Create a feature view instance

You can create a feature view within an existing online store instance. While creating a feature view, you can associate features with it in the following ways:

  • Add feature groups and features from Feature Registry: Associate with existing feature groups and features from the Feature Registry. A feature group specifies the location of the BigQuery data source. A feature within the feature group points to a specific feature column within that data source. You can associate a feature view with multiple feature groups.

  • Add features from a BigQuery source: Directly associate a BigQuery data source, such as a BigQuery table or view, and specify the entity ID column.

After you create a feature view, Vertex AI Feature Store syncs the latest feature values from the BigQuery data source. If you set the query parameter run_sync_immediately=true, then Vertex AI Feature Store syncs the feature values when you create the feature view. Otherwise, Vertex AI Feature Store syncs the feature values according to the sync schedule specified for the feature view.

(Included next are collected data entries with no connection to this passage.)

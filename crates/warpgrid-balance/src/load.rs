//! Load vectors and running load statistics.

use std::ops::{AddAssign, SubAssign};

use serde::{Deserialize, Serialize};

/// A flat vector of integer loads, one slot per metric index.
#[derive(Debug, Clone, PartialEq, Eq, Default, Serialize, Deserialize)]
pub struct LoadEntry {
    values: Vec<i64>,
}

impl LoadEntry {
    pub fn zeros(len: usize) -> Self {
        Self {
            values: vec![0; len],
        }
    }

    pub fn from_values(values: Vec<i64>) -> Self {
        Self { values }
    }

    pub fn len(&self) -> usize {
        self.values.len()
    }

    pub fn is_empty(&self) -> bool {
        self.values.is_empty()
    }

    pub fn get(&self, index: usize) -> i64 {
        self.values[index]
    }

    pub fn set(&mut self, index: usize, value: i64) {
        self.values[index] = value;
    }

    pub fn add(&mut self, index: usize, delta: i64) {
        self.values[index] += delta;
    }

    pub fn values(&self) -> &[i64] {
        &self.values
    }

    /// Indices with a non-zero value.
    pub fn non_zero(&self) -> impl Iterator<Item = (usize, i64)> + '_ {
        self.values
            .iter()
            .enumerate()
            .filter(|(_, v)| **v != 0)
            .map(|(i, v)| (i, *v))
    }
}

impl AddAssign<&LoadEntry> for LoadEntry {
    fn add_assign(&mut self, rhs: &LoadEntry) {
        assert_eq!(self.values.len(), rhs.values.len(), "load entry length mismatch");
        for (lhs, rhs) in self.values.iter_mut().zip(&rhs.values) {
            *lhs += rhs;
        }
    }
}

impl SubAssign<&LoadEntry> for LoadEntry {
    fn sub_assign(&mut self, rhs: &LoadEntry) {
        assert_eq!(self.values.len(), rhs.values.len(), "load entry length mismatch");
        for (lhs, rhs) in self.values.iter_mut().zip(&rhs.values) {
            *lhs -= rhs;
        }
    }
}

/// Running statistics for one metric over a set of nodes.
///
/// Sums are maintained incrementally. Min/max cannot be maintained under
/// removal, so they are flagged stale and recomputed by the owner.
#[derive(Debug, Clone, Default)]
pub struct LoadStat {
    pub count: usize,
    /// Sum of raw loads.
    pub absolute_sum: f64,
    /// Sum of scaled loads (load / capacity ratio, or load / capacity when
    /// balancing by percentage).
    pub sum: f64,
    pub sum_squares: f64,
    pub capacity_sum: f64,
    /// Every counted node has a positive capacity.
    pub capacity_complete: bool,
    pub min: f64,
    pub max: f64,
    extremes_stale: bool,
}

impl LoadStat {
    pub fn new() -> Self {
        Self {
            capacity_complete: true,
            ..Self::default()
        }
    }

    pub fn add_node(&mut self, load: i64, scaled: f64, capacity: i64) {
        if self.count == 0 {
            self.min = scaled;
            self.max = scaled;
        } else {
            self.min = self.min.min(scaled);
            self.max = self.max.max(scaled);
        }
        self.count += 1;
        self.absolute_sum += load as f64;
        self.sum += scaled;
        self.sum_squares += scaled * scaled;
        if capacity > 0 {
            self.capacity_sum += capacity as f64;
        } else {
            self.capacity_complete = false;
        }
    }

    /// Replace one node's contribution.
    pub fn update_node(&mut self, old_load: i64, new_load: i64, old_scaled: f64, new_scaled: f64) {
        self.absolute_sum += (new_load - old_load) as f64;
        self.sum += new_scaled - old_scaled;
        self.sum_squares += new_scaled * new_scaled - old_scaled * old_scaled;
        if new_scaled > self.max {
            self.max = new_scaled;
        } else if old_scaled == self.max && new_scaled < old_scaled {
            self.extremes_stale = true;
        }
        if new_scaled < self.min {
            self.min = new_scaled;
        } else if old_scaled == self.min && new_scaled > old_scaled {
            self.extremes_stale = true;
        }
    }

    pub fn extremes_stale(&self) -> bool {
        self.extremes_stale
    }

    pub fn set_extremes(&mut self, min: f64, max: f64) {
        self.min = min;
        self.max = max;
        self.extremes_stale = false;
    }

    pub fn average(&self) -> f64 {
        if self.count == 0 {
            0.0
        } else {
            self.sum / self.count as f64
        }
    }

    /// Coefficient of variation of the scaled loads. Zero when the average is
    /// zero, i.e. an idle metric is perfectly balanced.
    pub fn normalized_std_dev(&self) -> f64 {
        if self.count == 0 {
            return 0.0;
        }
        let n = self.count as f64;
        let average = self.sum / n;
        if average <= 0.0 {
            return 0.0;
        }
        let variance = (self.sum_squares / n - average * average).max(0.0);
        variance.sqrt() / average
    }

    /// Std dev of the scaled loads around `target`, normalized by `target`.
    pub fn normalized_std_dev_around(&self, target: f64) -> f64 {
        if self.count == 0 || target <= 0.0 {
            return 0.0;
        }
        let n = self.count as f64;
        let variance =
            (self.sum_squares / n - 2.0 * target * self.sum / n + target * target).max(0.0);
        variance.sqrt() / target
    }
}

/// Normalized std dev of a plain list of values.
pub fn normalized_std_dev(values: &[f64]) -> f64 {
    let mut stat = LoadStat::new();
    for &value in values {
        stat.add_node(0, value, 0);
    }
    stat.normalized_std_dev()
}

#[cfg(test)]
mod tests {
    use super::*;

    #[test]
    fn load_entry_arithmetic() {
        let mut a = LoadEntry::from_values(vec![1, 2, 3]);
        let b = LoadEntry::from_values(vec![10, 0, -3]);
        a += &b;
        assert_eq!(a.values(), &[11, 2, 0]);
        a -= &b;
        assert_eq!(a.values(), &[1, 2, 3]);
        assert_eq!(b.non_zero().collect::<Vec<_>>(), vec![(0, 10), (2, -3)]);
    }

    #[test]
    #[should_panic(expected = "length mismatch")]
    fn load_entry_length_mismatch_panics() {
        let mut a = LoadEntry::zeros(2);
        a += &LoadEntry::zeros(3);
    }

    #[test]
    fn std_dev_of_uniform_loads_is_zero() {
        assert_eq!(normalized_std_dev(&[50.0, 50.0, 50.0]), 0.0);
        assert_eq!(normalized_std_dev(&[0.0, 0.0]), 0.0);
    }

    #[test]
    fn incremental_update_matches_rebuild() {
        let mut stat = LoadStat::new();
        for load in [10, 50, 90] {
            stat.add_node(load, load as f64, 100);
        }
        stat.update_node(90, 50, 90.0, 50.0);
        stat.update_node(10, 50, 10.0, 50.0);
        assert!(stat.normalized_std_dev().abs() < 1e-9);
        assert!(stat.extremes_stale());
        assert_eq!(stat.absolute_sum, 150.0);
    }

    #[test]
    fn std_dev_around_target() {
        let mut stat = LoadStat::new();
        stat.add_node(25, 0.25, 100);
        stat.add_node(75, 0.75, 100);
        let target = stat.absolute_sum / stat.capacity_sum;
        assert!((stat.normalized_std_dev_around(target) - 0.5).abs() < 1e-9);
        assert!(stat.capacity_complete);
    }
}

Sync feature data in a feature view

Vertex AI Feature Store periodically refreshes, or syncs, the feature values stored in the online store from BigQuery. When you create a feature view, you can specify the schedule or frequency for the data sync using the FeatureView.sync_config parameter.

You also have the option to manually trigger a data sync for a feature view. For more information about how to manually sync data for a feature view, see Sync feature data to online store.

Note that only one data sync operation can be active at a time for a feature view. If a data sync is in progress for a feature view, all scheduled data syncs for that feature view are skipped until the sync is completed.

Optimize costs during sync

A data sync operation might involve costs for BigQuery resource usage. Follow these guidelines to optimize these costs and improve performance during a data sync:

  • Don't configure the sync schedule to run more frequently than the frequency at which the data is expected to change in the BigQuery source.

  • Optimize the size of the feature data source in BigQuery. While creating the feature view, only include the data that you need for online serving.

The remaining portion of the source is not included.